Notwendig zur Wiederbelebung einer echten Linken ist aber auch eine andere Diskussionskultur, welche sich nicht lediglich auf maximalistische Buzzwords beschränkt. Rassist, ein Wort das an mir inzwischen abperlt wie das Fett an der Teflonpfanne, ist häufig das Einzige was meinen Gesprächspartner*Innen zu meinen Argumenten einfällt.

Wirklich rassistisch finde ich jedoch Migranten nicht als selbst denkende und handelnde Subjekte wahrzunehmen, sondern stets mit Entschuldigungen und Ausflüchten zu kommen, wenn sich Migranten frauenfeindlich oder rassistisch äußern bzw. handeln. Ja das deutsche Asylsystem ist Menschenverachtend, aber man kann dagegen ankämpfen ohne sich klerikalfaschistisch zu radikalisieren und nach unten zu treten. Solche Ausflüchte haben für mich starke Parallelen zur Neonazigewalt der 90er Jahre, wo es ja diverse Leute gab welche die Gewalt mit äußeren Umständen der armen, arbeitslos und abgehängten Jugendlichen zu erklären versuchten und nicht in deren menschenverachtender Ideologie.

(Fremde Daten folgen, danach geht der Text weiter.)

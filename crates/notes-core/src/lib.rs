//! notes-core: Core types for the notes service.
//!
//! This crate provides:
//! - [`NoteId`], the backend-assigned identifier of a note
//! - [`Note`], a persisted note as it appears on the wire
//! - [`NoteDraft`], a validated `{title, content}` payload ready to be stored
//!
//! Validation happens once, when a draft is built. Anything holding a
//! `NoteDraft` can hand it to the storage layer without re-checking.

pub mod types;

pub use types::{DraftError, InvalidNoteId, Note, NoteDraft, NoteId, TITLE_MAX_CHARS};
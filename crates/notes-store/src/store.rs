//! SQLite store implementation.
//!
//! The `Store` type owns the connection pool and performs the CRUD
//! statements for the `notes` table. Every mutation is a single statement
//! and commits on its own.

use std::str::FromStr;

use notes_core::{Note, NoteDraft, NoteId};
use sqlx::sqlite::{SqliteConnectOptions, SqlitePool, SqlitePoolOptions};

use crate::error::{StoreError, StoreResult};
use crate::models::NoteRow;
use crate::schema;

/// Configuration for connecting to the database.
#[derive(Debug, Clone, PartialEq, Eq)]
pub struct StoreConfig {
    /// Database connection URL.
    pub database_url: String,
    /// Maximum number of connections in the pool.
    pub max_connections: u32,
    /// Minimum number of connections to maintain.
    pub min_connections: u32,
    /// Create the `notes` table on connect if it is missing.
    pub create_schema: bool,
}

impl Default for StoreConfig {
    fn default() -> Self {
        Self {
            database_url: "sqlite://notes.db".to_string(),
            max_connections: 5,
            min_connections: 1,
            create_schema: true,
        }
    }
}

impl StoreConfig {
    /// Create configuration from environment variables.
    ///
    /// Reads:
    /// - `DATABASE_URL` - Optional, defaults to `sqlite://notes.db`
    /// - `DATABASE_MAX_CONNECTIONS` - Optional, defaults to 5
    /// - `DATABASE_MIN_CONNECTIONS` - Optional, defaults to 1
    /// - `DATABASE_CREATE_SCHEMA` - Optional, defaults to true
    pub fn from_env() -> StoreResult<Self> {
        Self::from_lookup(|key| std::env::var(key).ok())
    }

    /// Build configuration from an arbitrary key lookup.
    pub fn from_lookup<F>(lookup: F) -> StoreResult<Self>
    where
        F: Fn(&str) -> Option<String>,
    {
        let defaults = Self::default();

        let database_url = lookup("DATABASE_URL").unwrap_or(defaults.database_url);

        let max_connections = parse_count(&lookup, "DATABASE_MAX_CONNECTIONS")?
            .unwrap_or(defaults.max_connections);

        let min_connections = parse_count(&lookup, "DATABASE_MIN_CONNECTIONS")?
            .unwrap_or(defaults.min_connections);

        if min_connections > max_connections {
            return Err(StoreError::Config(format!(
                "DATABASE_MIN_CONNECTIONS ({}) exceeds DATABASE_MAX_CONNECTIONS ({})",
                min_connections, max_connections
            )));
        }

        let create_schema = lookup("DATABASE_CREATE_SCHEMA")
            .map(|s| s.to_lowercase() != "false" && s != "0")
            .unwrap_or(defaults.create_schema);

        Ok(Self {
            database_url,
            max_connections,
            min_connections,
            create_schema,
        })
    }
}

fn parse_count<F>(lookup: &F, key: &str) -> StoreResult<Option<u32>>
where
    F: Fn(&str) -> Option<String>,
{
    match lookup(key) {
        None => Ok(None),
        Some(raw) => match raw.parse::<u32>() {
            Ok(n) if n > 0 => Ok(Some(n)),
            _ => Err(StoreError::Config(format!(
                "{} must be a positive integer, got {:?}",
                key, raw
            ))),
        },
    }
}

/// SQLite-backed note store.
#[derive(Debug, Clone)]
pub struct Store {
    pool: SqlitePool,
}

impl Store {
    /// Connect to the database with the given configuration.
    ///
    /// The database file is created if it does not exist. The `notes` table
    /// is created when `config.create_schema` is true.
    pub async fn connect(config: StoreConfig) -> StoreResult<Self> {
        tracing::info!("Connecting to database...");

        let options = SqliteConnectOptions::from_str(&config.database_url)?.create_if_missing(true);

        let pool = SqlitePoolOptions::new()
            .max_connections(config.max_connections)
            .min_connections(config.min_connections)
            .connect_with(options)
            .await?;

        tracing::info!("Connected to database");

        if config.create_schema {
            schema::ensure_schema(&pool).await?;
        }

        Ok(Self { pool })
    }

    /// Open a private in-memory database with the schema in place.
    ///
    /// The pool is pinned to one connection that never expires, since every
    /// SQLite in-memory connection is its own database.
    pub async fn in_memory() -> StoreResult<Self> {
        let options = SqliteConnectOptions::from_str("sqlite::memory:")?;

        let pool = SqlitePoolOptions::new()
            .max_connections(1)
            .min_connections(1)
            .idle_timeout(None)
            .max_lifetime(None)
            .connect_with(options)
            .await?;

        schema::ensure_schema(&pool).await?;
        Ok(Self { pool })
    }

    /// Create a store from an existing connection pool.
    pub fn from_pool(pool: SqlitePool) -> Self {
        Self { pool }
    }

    /// Get a reference to the connection pool.
    pub fn pool(&self) -> &SqlitePool {
        &self.pool
    }

    /// Close the pool, waiting for checked-out connections to be returned.
    pub async fn close(&self) {
        self.pool.close().await;
        tracing::info!("Database pool closed");
    }

    // ==================== Note Operations ====================

    /// Insert a new note and return it with its assigned id.
    pub async fn insert_note(&self, draft: &NoteDraft) -> StoreResult<Note> {
        let row = sqlx::query_as::<_, NoteRow>(
            r#"
            INSERT INTO notes (title, content)
            VALUES (?, ?)
            RETURNING id, title, content
            "#,
        )
        .bind(draft.title())
        .bind(draft.content())
        .fetch_one(&self.pool)
        .await?;

        Ok(row.into())
    }

    /// Get a note by id.
    pub async fn get_note(&self, id: NoteId) -> StoreResult<Option<Note>> {
        let row = sqlx::query_as::<_, NoteRow>(
            r#"SELECT id, title, content FROM notes WHERE id = ?"#,
        )
        .bind(id.get())
        .fetch_optional(&self.pool)
        .await?;

        Ok(row.map(Note::from))
    }

    /// List every note, oldest first.
    pub async fn list_notes(&self) -> StoreResult<Vec<Note>> {
        let rows = sqlx::query_as::<_, NoteRow>(
            r#"SELECT id, title, content FROM notes ORDER BY id"#,
        )
        .fetch_all(&self.pool)
        .await?;

        Ok(rows.into_iter().map(Note::from).collect())
    }

    /// Overwrite title and content of an existing note.
    ///
    /// Returns `None` if no row has the given id.
    pub async fn update_note(&self, id: NoteId, draft: &NoteDraft) -> StoreResult<Option<Note>> {
        let row = sqlx::query_as::<_, NoteRow>(
            r#"
            UPDATE notes
            SET title = ?, content = ?
            WHERE id = ?
            RETURNING id, title, content
            "#,
        )
        .bind(draft.title())
        .bind(draft.content())
        .bind(id.get())
        .fetch_optional(&self.pool)
        .await?;

        Ok(row.map(Note::from))
    }

    /// Delete a note. Returns true if a row was removed.
    pub async fn delete_note(&self, id: NoteId) -> StoreResult<bool> {
        let result = sqlx::query("DELETE FROM notes WHERE id = ?")
            .bind(id.get())
            .execute(&self.pool)
            .await?;

        Ok(result.rows_affected() > 0)
    }
}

So lässt die westliche Linke unter dem dröhnenden Schweigen der Identitätslinken auch die am meisten vom Klerikalfaschismus betroffenen, nämlich Migranten und v.A. migrantische Frauen regelmäßig hängen.

Ein wesentlicher Suchraum für einen ideologischen Neuanfang der hiesigen Linken ist für mich der demokratische Konföderalismus. Sicherlich muss diese Ideologie an die Bedingungen und Umstände hier angepasst werden, doch gehen die Gedanken von Dezentralität, Geschlechtergleichheit, Selbstverwaltung und Kampf gegen jeden Faschismus in die richtige Richtung.

Im Rahmen meiner persönlichen Suche in dieser Hinsicht war ich auch auf einigen Demonstrationen kurdischer Gruppen in den letzten Jahren. Auffällig daran ist, dass fast keine dieser Demonstrationen ohne Provokationen seitens türkischer Faschisten und Islamisten zu Ende ging. Gerade erst vor 3 Wochen wurde bei einer solchen Demo in Kiel ein Teilnehmer von einem Islamisten niedergestochen. Auch hier wieder kaum Aufmerksamkeit, geschweige denn Unterstützung durch die hiesige Linke.

Nunja, ich beginne mich zu wiederholen, gedanklich noch bei den Gewerkschafter*Innen überkommt mich auch ein Gefühl der politischen Heimatlosigkeit. Vielleicht ist dieser melancholische Beitrag ja ein Ruck für Andere Heimatlose sich zu äußern, und vielleicht finden wir Heimatlosen ja eines Tages zusammen um eine politische Bewegung jenseits identitärer Politik aufzubauen.